**TASK STATEMENT:**
List every line in this data where the string "find" occurs.
*** EXERCISE INPUT Section Begins ***
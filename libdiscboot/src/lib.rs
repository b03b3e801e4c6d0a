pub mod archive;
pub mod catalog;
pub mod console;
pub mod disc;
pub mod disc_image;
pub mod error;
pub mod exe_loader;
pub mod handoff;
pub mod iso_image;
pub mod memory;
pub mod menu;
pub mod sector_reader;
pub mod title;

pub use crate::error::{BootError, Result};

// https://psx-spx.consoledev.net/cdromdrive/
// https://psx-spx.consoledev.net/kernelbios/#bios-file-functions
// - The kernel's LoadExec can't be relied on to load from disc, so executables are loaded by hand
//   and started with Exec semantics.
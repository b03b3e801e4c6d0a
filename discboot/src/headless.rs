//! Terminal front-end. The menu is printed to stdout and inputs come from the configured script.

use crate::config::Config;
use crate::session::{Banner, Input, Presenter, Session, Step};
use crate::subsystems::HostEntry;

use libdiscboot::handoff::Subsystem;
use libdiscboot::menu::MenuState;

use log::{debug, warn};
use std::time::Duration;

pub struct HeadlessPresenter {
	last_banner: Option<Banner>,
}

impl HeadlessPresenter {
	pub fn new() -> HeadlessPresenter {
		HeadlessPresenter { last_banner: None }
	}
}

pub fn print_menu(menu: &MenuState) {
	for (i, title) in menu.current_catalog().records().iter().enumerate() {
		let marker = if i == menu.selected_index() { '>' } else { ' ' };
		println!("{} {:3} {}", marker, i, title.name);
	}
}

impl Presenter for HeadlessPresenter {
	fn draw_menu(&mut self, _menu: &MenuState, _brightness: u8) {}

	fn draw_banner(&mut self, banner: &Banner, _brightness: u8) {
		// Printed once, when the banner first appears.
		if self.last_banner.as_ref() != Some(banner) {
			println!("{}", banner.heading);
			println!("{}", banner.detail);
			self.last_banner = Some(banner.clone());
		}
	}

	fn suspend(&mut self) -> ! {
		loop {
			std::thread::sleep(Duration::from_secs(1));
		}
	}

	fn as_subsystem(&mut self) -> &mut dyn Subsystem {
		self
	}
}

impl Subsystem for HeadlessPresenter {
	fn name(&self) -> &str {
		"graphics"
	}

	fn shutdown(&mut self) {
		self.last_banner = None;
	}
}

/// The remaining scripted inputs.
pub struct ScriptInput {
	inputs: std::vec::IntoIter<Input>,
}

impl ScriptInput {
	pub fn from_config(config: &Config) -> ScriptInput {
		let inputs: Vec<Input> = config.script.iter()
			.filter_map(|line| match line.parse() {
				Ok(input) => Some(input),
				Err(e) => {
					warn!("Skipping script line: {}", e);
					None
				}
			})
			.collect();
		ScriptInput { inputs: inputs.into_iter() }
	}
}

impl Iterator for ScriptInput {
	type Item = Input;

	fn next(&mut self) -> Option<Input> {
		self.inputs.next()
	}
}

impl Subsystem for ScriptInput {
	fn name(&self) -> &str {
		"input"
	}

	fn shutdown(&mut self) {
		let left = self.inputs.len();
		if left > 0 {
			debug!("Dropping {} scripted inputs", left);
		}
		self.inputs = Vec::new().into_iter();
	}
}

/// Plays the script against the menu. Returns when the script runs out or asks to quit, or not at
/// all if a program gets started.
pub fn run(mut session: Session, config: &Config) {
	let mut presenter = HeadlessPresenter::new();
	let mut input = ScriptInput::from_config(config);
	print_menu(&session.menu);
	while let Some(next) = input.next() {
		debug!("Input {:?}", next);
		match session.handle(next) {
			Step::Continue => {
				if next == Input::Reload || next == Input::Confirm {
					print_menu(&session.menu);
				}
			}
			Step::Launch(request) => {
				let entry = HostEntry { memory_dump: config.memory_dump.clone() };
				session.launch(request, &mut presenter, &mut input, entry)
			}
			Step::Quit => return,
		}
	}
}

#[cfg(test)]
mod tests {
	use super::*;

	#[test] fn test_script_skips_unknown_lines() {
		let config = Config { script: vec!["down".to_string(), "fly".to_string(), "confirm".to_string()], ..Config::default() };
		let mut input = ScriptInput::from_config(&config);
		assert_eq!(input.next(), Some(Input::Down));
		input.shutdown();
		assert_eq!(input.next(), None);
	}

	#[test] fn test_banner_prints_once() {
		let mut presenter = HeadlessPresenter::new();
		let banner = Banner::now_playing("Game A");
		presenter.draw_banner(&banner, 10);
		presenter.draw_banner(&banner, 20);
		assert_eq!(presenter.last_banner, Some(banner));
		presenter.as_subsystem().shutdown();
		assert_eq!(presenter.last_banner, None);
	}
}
*** EXERCISE INPUT Section Ends ***
*** EXERCISE INPUT Section Begins ***
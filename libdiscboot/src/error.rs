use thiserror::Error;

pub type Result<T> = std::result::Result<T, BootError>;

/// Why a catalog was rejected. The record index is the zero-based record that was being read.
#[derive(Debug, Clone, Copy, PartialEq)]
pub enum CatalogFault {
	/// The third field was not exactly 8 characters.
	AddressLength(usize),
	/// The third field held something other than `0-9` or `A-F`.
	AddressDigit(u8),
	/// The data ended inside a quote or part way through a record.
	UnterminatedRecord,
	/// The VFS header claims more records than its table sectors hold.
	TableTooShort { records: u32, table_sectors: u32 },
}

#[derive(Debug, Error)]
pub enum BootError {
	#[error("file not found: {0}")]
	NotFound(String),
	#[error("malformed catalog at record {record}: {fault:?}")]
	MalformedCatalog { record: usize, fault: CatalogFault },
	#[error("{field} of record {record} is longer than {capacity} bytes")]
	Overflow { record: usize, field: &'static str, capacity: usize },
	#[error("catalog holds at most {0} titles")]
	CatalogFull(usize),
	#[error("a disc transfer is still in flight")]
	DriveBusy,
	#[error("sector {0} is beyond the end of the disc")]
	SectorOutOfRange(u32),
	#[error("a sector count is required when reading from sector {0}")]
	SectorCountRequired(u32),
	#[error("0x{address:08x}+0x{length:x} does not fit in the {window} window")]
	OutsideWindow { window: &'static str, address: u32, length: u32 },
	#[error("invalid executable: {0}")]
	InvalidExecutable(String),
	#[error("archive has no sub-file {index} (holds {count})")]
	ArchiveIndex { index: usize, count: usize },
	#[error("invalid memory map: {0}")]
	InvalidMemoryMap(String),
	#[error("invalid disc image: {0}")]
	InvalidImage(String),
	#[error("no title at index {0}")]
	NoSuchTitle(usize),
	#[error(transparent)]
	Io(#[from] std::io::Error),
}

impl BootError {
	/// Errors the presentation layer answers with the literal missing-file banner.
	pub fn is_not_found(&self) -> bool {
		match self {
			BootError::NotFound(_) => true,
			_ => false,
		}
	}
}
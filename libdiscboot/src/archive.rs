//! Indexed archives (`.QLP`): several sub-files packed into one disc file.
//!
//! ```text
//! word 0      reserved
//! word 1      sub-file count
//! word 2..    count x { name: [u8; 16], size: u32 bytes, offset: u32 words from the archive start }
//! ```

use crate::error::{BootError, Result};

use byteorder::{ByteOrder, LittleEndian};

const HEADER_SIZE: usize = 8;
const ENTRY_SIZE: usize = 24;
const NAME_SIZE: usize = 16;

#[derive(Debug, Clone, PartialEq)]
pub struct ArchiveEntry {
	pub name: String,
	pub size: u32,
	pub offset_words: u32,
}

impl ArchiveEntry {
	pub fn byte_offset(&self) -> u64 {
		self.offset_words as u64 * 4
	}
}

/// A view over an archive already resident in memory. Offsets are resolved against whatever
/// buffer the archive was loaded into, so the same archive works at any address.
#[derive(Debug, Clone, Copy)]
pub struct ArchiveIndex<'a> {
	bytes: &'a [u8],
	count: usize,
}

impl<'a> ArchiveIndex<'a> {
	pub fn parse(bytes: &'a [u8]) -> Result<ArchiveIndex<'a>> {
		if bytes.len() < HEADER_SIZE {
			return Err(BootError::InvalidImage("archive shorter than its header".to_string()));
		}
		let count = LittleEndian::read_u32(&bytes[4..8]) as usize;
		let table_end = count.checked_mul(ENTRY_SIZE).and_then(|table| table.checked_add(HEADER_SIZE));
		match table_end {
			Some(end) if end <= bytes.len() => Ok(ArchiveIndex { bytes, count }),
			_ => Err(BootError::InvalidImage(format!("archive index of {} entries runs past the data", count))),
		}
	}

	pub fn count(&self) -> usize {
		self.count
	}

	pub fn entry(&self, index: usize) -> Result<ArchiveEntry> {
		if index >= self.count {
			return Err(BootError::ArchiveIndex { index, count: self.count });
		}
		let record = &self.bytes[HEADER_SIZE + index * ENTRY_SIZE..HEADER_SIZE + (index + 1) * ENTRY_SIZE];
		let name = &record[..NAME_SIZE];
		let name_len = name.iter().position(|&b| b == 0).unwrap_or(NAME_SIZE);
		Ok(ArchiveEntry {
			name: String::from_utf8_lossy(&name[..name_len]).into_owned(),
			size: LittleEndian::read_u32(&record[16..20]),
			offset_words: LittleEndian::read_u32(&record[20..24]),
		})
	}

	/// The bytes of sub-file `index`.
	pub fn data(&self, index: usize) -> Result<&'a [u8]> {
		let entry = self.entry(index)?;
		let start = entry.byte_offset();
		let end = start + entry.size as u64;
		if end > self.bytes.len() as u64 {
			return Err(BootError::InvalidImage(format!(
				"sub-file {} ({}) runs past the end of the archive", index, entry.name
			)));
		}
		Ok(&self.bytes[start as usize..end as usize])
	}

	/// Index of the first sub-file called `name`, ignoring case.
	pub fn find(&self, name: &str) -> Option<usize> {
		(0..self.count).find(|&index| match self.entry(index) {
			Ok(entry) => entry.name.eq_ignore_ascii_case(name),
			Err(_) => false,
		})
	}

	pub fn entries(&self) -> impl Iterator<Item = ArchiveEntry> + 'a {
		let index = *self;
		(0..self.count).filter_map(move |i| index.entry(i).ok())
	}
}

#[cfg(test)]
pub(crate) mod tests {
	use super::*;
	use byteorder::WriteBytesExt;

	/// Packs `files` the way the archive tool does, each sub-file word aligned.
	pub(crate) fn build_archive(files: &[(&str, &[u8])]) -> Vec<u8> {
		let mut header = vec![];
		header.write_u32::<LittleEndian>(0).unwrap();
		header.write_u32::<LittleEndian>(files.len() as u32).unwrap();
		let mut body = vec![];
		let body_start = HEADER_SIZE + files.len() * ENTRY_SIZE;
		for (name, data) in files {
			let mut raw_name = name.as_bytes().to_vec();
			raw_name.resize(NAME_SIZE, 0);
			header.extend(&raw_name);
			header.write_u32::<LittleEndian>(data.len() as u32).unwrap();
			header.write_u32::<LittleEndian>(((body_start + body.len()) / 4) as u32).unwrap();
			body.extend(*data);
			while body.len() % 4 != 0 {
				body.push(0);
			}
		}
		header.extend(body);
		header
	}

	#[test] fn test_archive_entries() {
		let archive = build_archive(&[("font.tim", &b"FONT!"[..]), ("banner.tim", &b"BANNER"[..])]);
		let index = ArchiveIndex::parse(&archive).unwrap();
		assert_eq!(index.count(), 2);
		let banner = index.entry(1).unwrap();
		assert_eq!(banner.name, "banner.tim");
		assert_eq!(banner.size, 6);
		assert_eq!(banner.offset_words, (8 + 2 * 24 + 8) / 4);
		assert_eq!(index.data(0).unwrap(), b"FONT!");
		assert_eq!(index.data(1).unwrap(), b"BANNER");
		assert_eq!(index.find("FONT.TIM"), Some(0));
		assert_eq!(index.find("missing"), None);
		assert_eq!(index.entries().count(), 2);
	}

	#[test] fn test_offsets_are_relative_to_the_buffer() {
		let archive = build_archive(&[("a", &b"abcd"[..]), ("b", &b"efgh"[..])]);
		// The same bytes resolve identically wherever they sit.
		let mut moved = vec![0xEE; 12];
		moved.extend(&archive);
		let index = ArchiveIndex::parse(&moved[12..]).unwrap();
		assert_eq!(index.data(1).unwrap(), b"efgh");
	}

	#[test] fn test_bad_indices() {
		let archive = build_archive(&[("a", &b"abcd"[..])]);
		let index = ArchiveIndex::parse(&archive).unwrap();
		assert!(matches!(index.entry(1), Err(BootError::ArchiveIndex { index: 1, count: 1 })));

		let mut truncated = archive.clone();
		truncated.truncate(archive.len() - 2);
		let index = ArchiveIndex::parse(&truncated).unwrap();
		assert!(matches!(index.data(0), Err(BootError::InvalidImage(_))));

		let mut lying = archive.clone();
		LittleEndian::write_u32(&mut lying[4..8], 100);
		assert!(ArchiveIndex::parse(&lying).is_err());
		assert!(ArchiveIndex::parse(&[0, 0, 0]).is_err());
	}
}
*** EXERCISE INPUT Section Ends ***
**OUTPUT FOR THIS EXERCISE:**
	pub fn find(&self, name: &str) -> Option<usize> {
		(0..self.count).find(|&index| match self.entry(index) {
		assert_eq!(index.find("FONT.TIM"), Some(0));
		assert_eq!(index.find("missing"), None);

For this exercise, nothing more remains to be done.